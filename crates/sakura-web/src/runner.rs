use sakura_engine::{FieldConfig, InstanceBuffer, ParticleField, Surface};

/// Wires a petal field to a drawing surface and drives it frame by frame.
///
/// The bridge keeps one `thread_local!` runner over the DOM surface; tests run
/// the same runner over an in-memory surface.
pub struct PetalRunner<S: Surface> {
    field: ParticleField,
    surface: S,
    /// One attached element per field slot while running, empty otherwise.
    handles: Vec<S::Handle>,
    instances: InstanceBuffer,
    running: bool,
    frames: u64,
}

impl<S: Surface> PetalRunner<S> {
    pub fn new(config: FieldConfig, surface: S) -> Self {
        let field = ParticleField::new(config, surface.viewport());
        let mut instances = InstanceBuffer::with_capacity(field.len());
        field.write_instances(&mut instances);

        Self {
            handles: Vec::with_capacity(field.len()),
            field,
            surface,
            instances,
            running: false,
            frames: 0,
        }
    }

    /// Attach one element per petal. Calling again while running does nothing.
    pub fn start(&mut self) -> Result<(), S::Error> {
        if self.running {
            return Ok(());
        }
        self.field.set_viewport(self.surface.viewport());
        self.field.write_instances(&mut self.instances);
        let mut failed = None;
        for petal in &self.instances.instances {
            match self.surface.attach(petal) {
                Ok(handle) => self.handles.push(handle),
                Err(err) => {
                    failed = Some(err);
                    break;
                }
            }
        }
        if let Some(err) = failed {
            // Leave nothing half-attached so a retry starts clean.
            let _ = self.detach_all();
            return Err(err);
        }
        self.running = true;
        log::info!("sakura: started with {} petals", self.handles.len());
        Ok(())
    }

    /// Run one animation frame: tick the field, swap elements for recycled
    /// petals, redraw everything.
    pub fn frame(&mut self) -> Result<(), S::Error> {
        if !self.running {
            return Ok(());
        }
        self.field.set_viewport(self.surface.viewport());
        self.field.tick();
        self.field.write_instances(&mut self.instances);
        self.reattach_recycled()?;

        for (handle, petal) in self.handles.iter().zip(&self.instances.instances) {
            self.surface.draw(handle, petal)?;
        }
        self.frames += 1;
        Ok(())
    }

    /// Re-read the viewport and recycle petals that are now out of bounds.
    pub fn resize(&mut self) -> Result<(), S::Error> {
        let viewport = self.surface.viewport();
        self.field.resize(viewport);
        self.field.write_instances(&mut self.instances);
        if self.running {
            self.reattach_recycled()?;
        }
        Ok(())
    }

    /// Detach every element. The field keeps its state for a later `start`.
    pub fn stop(&mut self) -> Result<(), S::Error> {
        if !self.running {
            return Ok(());
        }
        self.running = false;
        let result = self.detach_all();
        log::info!("sakura: stopped after {} frames", self.frames);
        result
    }

    /// Detach every handle, even past a failure. Returns the first error.
    fn detach_all(&mut self) -> Result<(), S::Error> {
        let mut first_err = None;
        for handle in self.handles.drain(..) {
            if let Err(err) = self.surface.detach(handle) {
                log::warn!("sakura: failed to detach a petal");
                first_err.get_or_insert(err);
            }
        }
        match first_err {
            Some(err) => Err(err),
            None => Ok(()),
        }
    }

    /// Give every slot recycled by the last tick/resize a fresh element.
    fn reattach_recycled(&mut self) -> Result<(), S::Error> {
        for &slot in self.field.recycled() {
            let Some(petal) = self.instances.get(slot) else {
                continue;
            };
            let fresh = self.surface.attach(petal)?;
            let old = std::mem::replace(&mut self.handles[slot], fresh);
            self.surface.detach(old)?;
        }
        Ok(())
    }

    pub fn is_running(&self) -> bool {
        self.running
    }

    pub fn frame_count(&self) -> u64 {
        self.frames
    }

    pub fn field(&self) -> &ParticleField {
        &self.field
    }

    pub fn field_mut(&mut self) -> &mut ParticleField {
        &mut self.field
    }

    pub fn surface(&self) -> &S {
        &self.surface
    }

    pub fn surface_mut(&mut self) -> &mut S {
        &mut self.surface
    }

    // ---- Pointer accessors for direct memory reads ----

    pub fn instances_ptr(&self) -> *const f32 {
        self.instances.instances_ptr()
    }

    pub fn instance_count(&self) -> u32 {
        self.instances.instance_count()
    }
}

#[cfg(test)]
mod tests {
    use super::*;
    use sakura_engine::{Particle, PetalInstance, Viewport};
    use glam::Vec2;
    use std::collections::HashMap;

    /// In-memory surface that tracks live elements by id.
    #[derive(Default)]
    struct RecordingSurface {
        viewport: Viewport,
        next_id: u32,
        live: HashMap<u32, PetalInstance>,
        attached: usize,
        detached: usize,
        draws: usize,
        fail_attach: bool,
        /// Fail every attach once this many have succeeded.
        attach_limit: Option<usize>,
        /// Handles whose detach reports an error (the element is still removed).
        stuck: Vec<u32>,
    }

    impl RecordingSurface {
        fn new(width: f32, height: f32) -> Self {
            Self {
                viewport: Viewport::new(width, height),
                ..Default::default()
            }
        }
    }

    impl Surface for RecordingSurface {
        type Handle = u32;
        type Error = String;

        fn viewport(&self) -> Viewport {
            self.viewport
        }

        fn attach(&mut self, petal: &PetalInstance) -> Result<u32, String> {
            if self.fail_attach || self.attach_limit.is_some_and(|n| self.attached >= n) {
                return Err("attach failed".into());
            }
            let id = self.next_id;
            self.next_id += 1;
            self.live.insert(id, *petal);
            self.attached += 1;
            Ok(id)
        }

        fn detach(&mut self, handle: u32) -> Result<(), String> {
            if self.stuck.contains(&handle) {
                self.live.remove(&handle);
                return Err(format!("detach failed for {}", handle));
            }
            self.live
                .remove(&handle)
                .map(|_| self.detached += 1)
                .ok_or_else(|| format!("unknown handle {}", handle))
        }

        fn draw(&mut self, handle: &u32, petal: &PetalInstance) -> Result<(), String> {
            let slot = self
                .live
                .get_mut(handle)
                .ok_or_else(|| format!("unknown handle {}", handle))?;
            *slot = *petal;
            self.draws += 1;
            Ok(())
        }
    }

    fn runner(count: usize) -> PetalRunner<RecordingSurface> {
        PetalRunner::new(
            FieldConfig::default().with_count(count),
            RecordingSurface::new(1000.0, 800.0),
        )
    }

    #[test]
    fn frame_before_start_is_noop() {
        let mut r = runner(10);
        r.frame().unwrap();
        assert_eq!(r.frame_count(), 0);
        assert!(r.surface().live.is_empty());
    }

    #[test]
    fn start_attaches_one_element_per_petal() {
        let mut r = runner(10);
        r.start().unwrap();
        assert!(r.is_running());
        assert_eq!(r.surface().live.len(), 10);

        // Idempotent
        r.start().unwrap();
        assert_eq!(r.surface().live.len(), 10);
    }

    #[test]
    fn frames_keep_element_count_constant() {
        let mut r = PetalRunner::new(
            FieldConfig::default().with_count(30),
            RecordingSurface::new(60.0, 40.0),
        );
        r.start().unwrap();
        for _ in 0..500 {
            r.frame().unwrap();
            assert_eq!(r.surface().live.len(), 30);
        }
        assert_eq!(r.frame_count(), 500);
        // Tiny viewport: plenty of petals were swapped out.
        assert!(r.surface().detached > 0);
        assert_eq!(r.surface().attached - r.surface().detached, 30);
        assert_eq!(r.surface().draws, 30 * 500);
    }

    #[test]
    fn drawn_state_matches_field() {
        let mut r = runner(5);
        r.start().unwrap();
        r.frame().unwrap();
        let mut drawn: Vec<PetalInstance> = r.surface().live.values().copied().collect();
        let mut expected: Vec<PetalInstance> = r
            .field()
            .particles()
            .iter()
            .map(|p| p.to_instance(r.field().config().aspect))
            .collect();
        let key = |p: &PetalInstance| (p.x, p.y);
        drawn.sort_by(|a, b| key(a).partial_cmp(&key(b)).unwrap());
        expected.sort_by(|a, b| key(a).partial_cmp(&key(b)).unwrap());
        assert_eq!(drawn, expected);
    }

    #[test]
    fn recycled_petal_gets_a_fresh_element() {
        let mut r = runner(3);
        r.start().unwrap();
        *r.field_mut().particle_mut(1).unwrap() =
            Particle::new(Vec2::new(500.0, 2000.0), 10.0).with_velocity(Vec2::new(0.0, 1.0));
        r.frame().unwrap();
        assert_eq!(r.surface().attached, 4);
        assert_eq!(r.surface().detached, 1);
        assert_eq!(r.surface().live.len(), 3);
    }

    #[test]
    fn resize_recycles_out_of_bounds_petals() {
        let mut r = runner(3);
        r.start().unwrap();
        *r.field_mut().particle_mut(0).unwrap() = Particle::new(Vec2::new(900.0, 100.0), 10.0);
        *r.field_mut().particle_mut(1).unwrap() = Particle::new(Vec2::new(100.0, 100.0), 10.0);
        *r.field_mut().particle_mut(2).unwrap() = Particle::new(Vec2::new(200.0, 100.0), 10.0);

        r.surface_mut().viewport = Viewport::new(400.0, 800.0);
        r.resize().unwrap();

        assert_eq!(r.field().viewport(), Viewport::new(400.0, 800.0));
        assert!(r.field().particles()[0].pos.x < 400.0);
        assert_eq!(r.surface().detached, 1);
        assert_eq!(r.surface().live.len(), 3);
    }

    #[test]
    fn resize_while_stopped_touches_no_elements() {
        let mut r = runner(3);
        *r.field_mut().particle_mut(0).unwrap() = Particle::new(Vec2::new(900.0, 100.0), 10.0);
        r.surface_mut().viewport = Viewport::new(400.0, 800.0);
        r.resize().unwrap();
        assert_eq!(r.surface().attached, 0);
        assert!(r.field().particles()[0].pos.x < 400.0);
    }

    #[test]
    fn stop_detaches_everything_and_restart_works() {
        let mut r = runner(8);
        r.start().unwrap();
        r.frame().unwrap();
        r.stop().unwrap();
        assert!(!r.is_running());
        assert!(r.surface().live.is_empty());

        // Frames after stop do nothing.
        r.frame().unwrap();
        assert_eq!(r.frame_count(), 1);

        r.start().unwrap();
        assert_eq!(r.surface().live.len(), 8);
    }

    #[test]
    fn attach_failure_propagates() {
        let mut r = runner(2);
        r.surface_mut().fail_attach = true;
        assert_eq!(r.start(), Err("attach failed".to_string()));
        assert!(!r.is_running());
    }

    #[test]
    fn instance_buffer_tracks_field() {
        let mut r = runner(6);
        assert_eq!(r.instance_count(), 6);
        assert!(!r.instances_ptr().is_null());
        r.start().unwrap();
        r.frame().unwrap();
        assert_eq!(r.instance_count(), 6);
    }

    #[test]
    fn failed_start_leaves_nothing_attached() {
        let mut r = runner(4);
        r.surface_mut().attach_limit = Some(2);
        assert!(r.start().is_err());
        assert!(!r.is_running());
        assert!(r.surface().live.is_empty());
        assert_eq!(r.surface().detached, 2);

        r.surface_mut().attach_limit = None;
        r.start().unwrap();
        assert_eq!(r.surface().live.len(), r.field().len());

        // Every slot has its own element and all of them get drawn.
        r.frame().unwrap();
        assert_eq!(r.surface().draws, 4);
    }

    #[test]
    fn stop_detaches_all_even_when_one_fails() {
        let mut r = runner(5);
        r.start().unwrap();
        let first = *r.surface().live.keys().min().unwrap();
        r.surface_mut().stuck.push(first);

        assert!(r.stop().is_err());
        assert!(!r.is_running());
        assert!(r.surface().live.is_empty());
        assert_eq!(r.surface().detached, 4);
    }
}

⁂

* [TASK REQUIREMENTS]: Return the opening line of the data and every line after it through the line containing "impl<S: Surface> PetalRunner<S>", please, exactly as written and with nothing added.

* [WRITTEN ANSWER]:
filename crates/sakura-web/src/runner.rs
use sakura_engine::{FieldConfig, InstanceBuffer, ParticleField, Surface};

/// Wires a petal field to a drawing surface and drives it frame by frame.
///
/// The bridge keeps one `thread_local!` runner over the DOM surface; tests run
/// the same runner over an in-memory surface.
pub struct PetalRunner<S: Surface> {
    field: ParticleField,
    surface: S,
    /// One attached element per field slot while running, empty otherwise.
    handles: Vec<S::Handle>,
    instances: InstanceBuffer,
    running: bool,
    frames: u64,
}

impl<S: Surface> PetalRunner<S> {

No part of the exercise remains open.